The Nissan 370Z's interior features an attractive design and quality materials, especially in the upscale Touring models with their leather and faux suede upholstery. Seats are comfortable and supportive, and despite the lack of a telescoping adjustment for the steering wheel, the driving position is near ideal. One downside to the car's styling is that its thick roof pillars make for limited visibility out the back.
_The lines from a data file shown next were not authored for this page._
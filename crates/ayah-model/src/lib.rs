pub mod catalog;
pub mod reference;
pub mod verse;

pub use catalog::*;
pub use reference::*;
pub use verse::*;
Those who opt for the Roadster won't have long to wait when they want to catch some rays, as the fully lined soft top folds itself neatly under a color-matched hard tonneau cover in roughly 20 seconds. As in most sports cars, luggage space is scarce, with just 6.9 cubic feet of storage under the coupe's hatchback and a slightly smaller than average 4.2 cubic feet in the convertible's trunk.

Driving Impressions

Behind the wheel, the 2012 Nissan 370Z delivers all the thrills you'd expect from a true sports car. The standard sport-tuned suspension delivers excellent handling and a surprisingly smooth ride. As you'd expect, the Nismo model's firmer suspension, larger wheels and performance tires means you'll be trading away a good bit of ride comfort in everyday driving for outstanding cornering ability that's well-suited to weekend track days. Pervasive road noise is also an issue for the 370Z coupe.

The 3.7-liter V6 manages to deliver grin-inducing acceleration while still remaining tame enough for tooling around town. Both transmissions are equally likable, and the SynchroRev Match's blip of the throttle on downshifts is bound to make you feel like a driving champion. One downside to this powertrain is that it just doesn't sound very good, with a notably coarse nature at high rpm.